The problem: Please reproduce each line of the data below exactly as shown.

═══ Data ═══

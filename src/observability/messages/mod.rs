// Copyright (c) 2025 Steve Wagner (ciroque@live.com)
// SPDX-License-Identifier: MIT

//! Centralized message types for structured logging.
//!
//! Each message type implements `Display` for the human-readable line and
//! [`StructuredLog`] to emit it at the right level with structured fields.
//!
//! # Organization
//!
//! * `scheduler` - Run lifecycle and shutdown
//! * `emitter` - Emitter lifecycle and per-record events
//! * `backend` - Output construction, reuse, teardown, and module loading
//!
//! # Usage Pattern
//!
//! ```rust
//! use synthgen::observability::messages::{emitter::ProduceFailed, StructuredLog};
//!
//! let error = std::io::Error::new(std::io::ErrorKind::BrokenPipe, "closed");
//! ProduceFailed {
//!     emitter: "users",
//!     output: "console",
//!     error: &error,
//! }
//! .log();
//! ```

pub mod backend;
pub mod emitter;
pub mod scheduler;

/// Emit a message as a tracing event with structured fields.
pub trait StructuredLog {
    fn log(&self);
}
// Copyright (c) 2025 Steve Wagner (ciroque@live.com)
// SPDX-License-Identifier: MIT

use crate::backends::native::NativeProducerFactory;
use crate::config::consts::DEFAULT_OUTPUT;
use crate::config::duration::deserialize_frequency;
use crate::errors::SchedulerError;
use serde::Deserialize;
use std::collections::HashMap;
use std::fs;
use std::path::{Path, PathBuf};
use std::time::Duration;

/// Main configuration structure for a generation run.
///
/// It declares the outputs records can be sent to and the emitters that
/// produce them. It is typically loaded from a YAML configuration file.
///
/// # Example
/// ```yaml
/// outputs:
///   audit:
///     kind: script
///     config:
///       script: 'print(k + " " + v)'
/// emitters:
///   - name: users
///     value_template: '{"id": {{ counter("user", 1, 1) }}}'
///     output: audit
///     tick:
///       frequency: 1s
///       num: 5
/// ```
#[derive(Debug, Default, Deserialize)]
pub struct Config {
    #[serde(default)]
    pub outputs: HashMap<String, OutputConfig>,
    #[serde(default)]
    pub emitters: Vec<EmitterConfig>,
}

/// Backend execution model for an output.
///
/// # Variants
/// * `Native` - In-process Rust producer
/// * `Script` - Rhai script evaluated in a fresh interpreter per record
/// * `Wasm` - WebAssembly module instantiated in a fresh store per record
#[derive(Debug, Deserialize, PartialEq, Eq, Clone, Copy)]
#[serde(rename_all = "snake_case")]
pub enum BackendKind {
    Native,
    Script,
    Wasm,
}

/// Configuration for one named output.
///
/// `config` is opaque here; each backend kind decodes its own shape from it.
#[derive(Debug, Clone, Deserialize, PartialEq)]
pub struct OutputConfig {
    pub kind: BackendKind,
    #[serde(default)]
    pub config: serde_json::Value,
}

impl OutputConfig {
    /// Native output bound to a registered implementation name.
    pub fn native(impl_name: &str) -> Self {
        Self {
            kind: BackendKind::Native,
            config: serde_json::json!({ "impl": impl_name }),
        }
    }
}

/// Configuration for a single emitter.
///
/// # Fields
/// * `name` - Unique emitter name, also used to namespace external parameters
/// * `value_template` / `value_template_file` - Source of the value template (exactly one)
/// * `key_template` - Optional key template; without it the key comes from the render context
/// * `output` - Output name records are sent to (defaults to `console`)
/// * `tick` - Frequency and records per tick
/// * `oneline` - Strip newlines from rendered values
/// * `config_parameters` - Static parameters handed to the backend on every record
#[derive(Debug, Clone, Deserialize)]
pub struct EmitterConfig {
    pub name: String,
    #[serde(default)]
    pub value_template: Option<String>,
    #[serde(default)]
    pub value_template_file: Option<PathBuf>,
    #[serde(default)]
    pub key_template: Option<String>,
    #[serde(default = "default_output")]
    pub output: String,
    #[serde(default)]
    pub tick: TickConfig,
    #[serde(default)]
    pub oneline: bool,
    #[serde(default)]
    pub config_parameters: HashMap<String, String>,
}

impl EmitterConfig {
    /// Emitter with an inline value template that runs once and produces one record.
    pub fn inline(name: &str, value_template: &str, output: &str) -> Self {
        Self {
            name: name.to_string(),
            value_template: Some(value_template.to_string()),
            value_template_file: None,
            key_template: None,
            output: output.to_string(),
            tick: TickConfig::default(),
            oneline: false,
            config_parameters: HashMap::new(),
        }
    }

    pub fn with_key_template(mut self, key_template: &str) -> Self {
        self.key_template = Some(key_template.to_string());
        self
    }

    pub fn with_tick(mut self, frequency: Option<Duration>, num: usize) -> Self {
        self.tick = TickConfig { frequency, num };
        self
    }

    pub fn with_oneline(mut self, oneline: bool) -> Self {
        self.oneline = oneline;
        self
    }

    pub fn with_parameter(mut self, key: &str, value: &str) -> Self {
        self.config_parameters
            .insert(key.to_string(), value.to_string());
        self
    }
}

fn default_output() -> String {
    DEFAULT_OUTPUT.to_string()
}

/// How often an emitter fires and how many records it produces each time.
///
/// A missing or zero `frequency` means the emitter runs exactly once.
#[derive(Debug, Clone, Deserialize, PartialEq)]
pub struct TickConfig {
    #[serde(default, deserialize_with = "deserialize_frequency")]
    pub frequency: Option<Duration>,
    #[serde(default = "default_num")]
    pub num: usize,
}

impl Default for TickConfig {
    fn default() -> Self {
        Self {
            frequency: None,
            num: default_num(),
        }
    }
}

fn default_num() -> usize {
    1
}

/// Load a config from a YAML file
pub fn load_config<P: AsRef<Path>>(path: P) -> Result<Config, Box<dyn std::error::Error>> {
    let content = fs::read_to_string(path)?;
    let cfg: Config = serde_yaml::from_str(&content)?;
    Ok(cfg)
}

/// Load and validate a config from a YAML file
///
/// Outputs are checked against the built-in native producers; embedders that
/// register extra native producers should call `validate_config` themselves.
pub fn load_and_validate_config<P: AsRef<Path>>(
    path: P,
) -> Result<Config, Box<dyn std::error::Error>> {
    let cfg = load_config(path)?;

    let natives = NativeProducerFactory::with_builtins().list_available_implementations();
    if let Err(validation_errors) = crate::config::validate_config(&cfg, &natives) {
        return Err(SchedulerError::Validation(validation_errors).into());
    }

    Ok(cfg)
}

═══

Exercise output:
filename src/observability/messages/mod.rs
// Copyright (c) 2025 Steve Wagner (ciroque@live.com)
// SPDX-License-Identifier: MIT

//! Centralized message types for structured logging.
//!
//! Each message type implements `Display` for the human-readable line and
//! [`StructuredLog`] to emit it at the right level with structured fields.
//!
//! # Organization
//!
//! * `scheduler` - Run lifecycle and shutdown
//! * `emitter` - Emitter lifecycle and per-record events
//! * `backend` - Output construction, reuse, teardown, and module loading
//!
//! # Usage Pattern
//!
//! ```rust
//! use synthgen::observability::messages::{emitter::ProduceFailed, StructuredLog};
//!
//! let error = std::io::Error::new(std::io::ErrorKind::BrokenPipe, "closed");
//! ProduceFailed {
//!     emitter: "users",
//!     output: "console",
//!     error: &error,
//! }
//! .log();
//! ```

pub mod backend;
pub mod emitter;
pub mod scheduler;

/// Emit a message as a tracing event with structured fields.
pub trait StructuredLog {
    fn log(&self);
}
// Copyright (c) 2025 Steve Wagner (ciroque@live.com)
// SPDX-License-Identifier: MIT

use crate::backends::native::NativeProducerFactory;
use crate::config::consts::DEFAULT_OUTPUT;
use crate::config::duration::deserialize_frequency;
use crate::errors::SchedulerError;
use serde::Deserialize;
use std::collections::HashMap;
use std::fs;
use std::path::{Path, PathBuf};
use std::time::Duration;

/// Main configuration structure for a generation run.
///
/// It declares the outputs records can be sent to and the emitters that
/// produce them. It is typically loaded from a YAML configuration file.
///
/// # Example
/// ```yaml
/// outputs:
///   audit:
///     kind: script
///     config:
///       script: 'print(k + " " + v)'
/// emitters:
///   - name: users
///     value_template: '{"id": {{ counter("user", 1, 1) }}}'
///     output: audit
///     tick:
///       frequency: 1s
///       num: 5
/// ```
#[derive(Debug, Default, Deserialize)]
pub struct Config {
    #[serde(default)]
    pub outputs: HashMap<String, OutputConfig>,
    #[serde(default)]
    pub emitters: Vec<EmitterConfig>,
}

/// Backend execution model for an output.
///
/// # Variants
/// * `Native` - In-process Rust producer
/// * `Script` - Rhai script evaluated in a fresh interpreter per record
/// * `Wasm` - WebAssembly module instantiated in a fresh store per record
#[derive(Debug, Deserialize, PartialEq, Eq, Clone, Copy)]
#[serde(rename_all = "snake_case")]
pub enum BackendKind {
    Native,
    Script,
    Wasm,
}

/// Configuration for one named output.
///
/// `config` is opaque here; each backend kind decodes its own shape from it.
#[derive(Debug, Clone, Deserialize, PartialEq)]
pub struct OutputConfig {
    pub kind: BackendKind,
    #[serde(default)]
    pub config: serde_json::Value,
}

impl OutputConfig {
    /// Native output bound to a registered implementation name.
    pub fn native(impl_name: &str) -> Self {
        Self {
            kind: BackendKind::Native,
            config: serde_json::json!({ "impl": impl_name }),
        }
    }
}

/// Configuration for a single emitter.
///
/// # Fields
/// * `name` - Unique emitter name, also used to namespace external parameters
/// * `value_template` / `value_template_file` - Source of the value template (exactly one)
/// * `key_template` - Optional key template; without it the key comes from the render context
/// * `output` - Output name records are sent to (defaults to `console`)
/// * `tick` - Frequency and records per tick
/// * `oneline` - Strip newlines from rendered values
/// * `config_parameters` - Static parameters handed to the backend on every record
#[derive(Debug, Clone, Deserialize)]
pub struct EmitterConfig {
    pub name: String,
    #[serde(default)]
    pub value_template: Option<String>,
    #[serde(default)]
    pub value_template_file: Option<PathBuf>,
    #[serde(default)]
    pub key_template: Option<String>,
    #[serde(default = "default_output")]
    pub output: String,
    #[serde(default)]
    pub tick: TickConfig,
    #[serde(default)]
    pub oneline: bool,
    #[serde(default)]
    pub config_parameters: HashMap<String, String>,
}

impl EmitterConfig {
    /// Emitter with an inline value template that runs once and produces one record.
    pub fn inline(name: &str, value_template: &str, output: &str) -> Self {
        Self {
            name: name.to_string(),
            value_template: Some(value_template.to_string()),
            value_template_file: None,
            key_template: None,
            output: output.to_string(),
            tick: TickConfig::default(),
            oneline: false,
            config_parameters: HashMap::new(),
        }
    }

    pub fn with_key_template(mut self, key_template: &str) -> Self {
        self.key_template = Some(key_template.to_string());
        self
    }

    pub fn with_tick(mut self, frequency: Option<Duration>, num: usize) -> Self {
        self.tick = TickConfig { frequency, num };
        self
    }

    pub fn with_oneline(mut self, oneline: bool) -> Self {
        self.oneline = oneline;
        self
    }

    pub fn with_parameter(mut self, key: &str, value: &str) -> Self {
        self.config_parameters
            .insert(key.to_string(), value.to_string());
        self
    }
}

fn default_output() -> String {
    DEFAULT_OUTPUT.to_string()
}

/// How often an emitter fires and how many records it produces each time.
///
/// A missing or zero `frequency` means the emitter runs exactly once.
#[derive(Debug, Clone, Deserialize, PartialEq)]
pub struct TickConfig {
    #[serde(default, deserialize_with = "deserialize_frequency")]
    pub frequency: Option<Duration>,
    #[serde(default = "default_num")]
    pub num: usize,
}

impl Default for TickConfig {
    fn default() -> Self {
        Self {
            frequency: None,
            num: default_num(),
        }
    }
}

fn default_num() -> usize {
    1
}

/// Load a config from a YAML file
pub fn load_config<P: AsRef<Path>>(path: P) -> Result<Config, Box<dyn std::error::Error>> {
    let content = fs::read_to_string(path)?;
    let cfg: Config = serde_yaml::from_str(&content)?;
    Ok(cfg)
}

/// Load and validate a config from a YAML file
///
/// Outputs are checked against the built-in native producers; embedders that
/// register extra native producers should call `validate_config` themselves.
pub fn load_and_validate_config<P: AsRef<Path>>(
    path: P,
) -> Result<Config, Box<dyn std::error::Error>> {
    let cfg = load_config(path)?;

    let natives = NativeProducerFactory::with_builtins().list_available_implementations();
    if let Err(validation_errors) = crate::config::validate_config(&cfg, &natives) {
        return Err(SchedulerError::Validation(validation_errors).into());
    }

    Ok(cfg)
}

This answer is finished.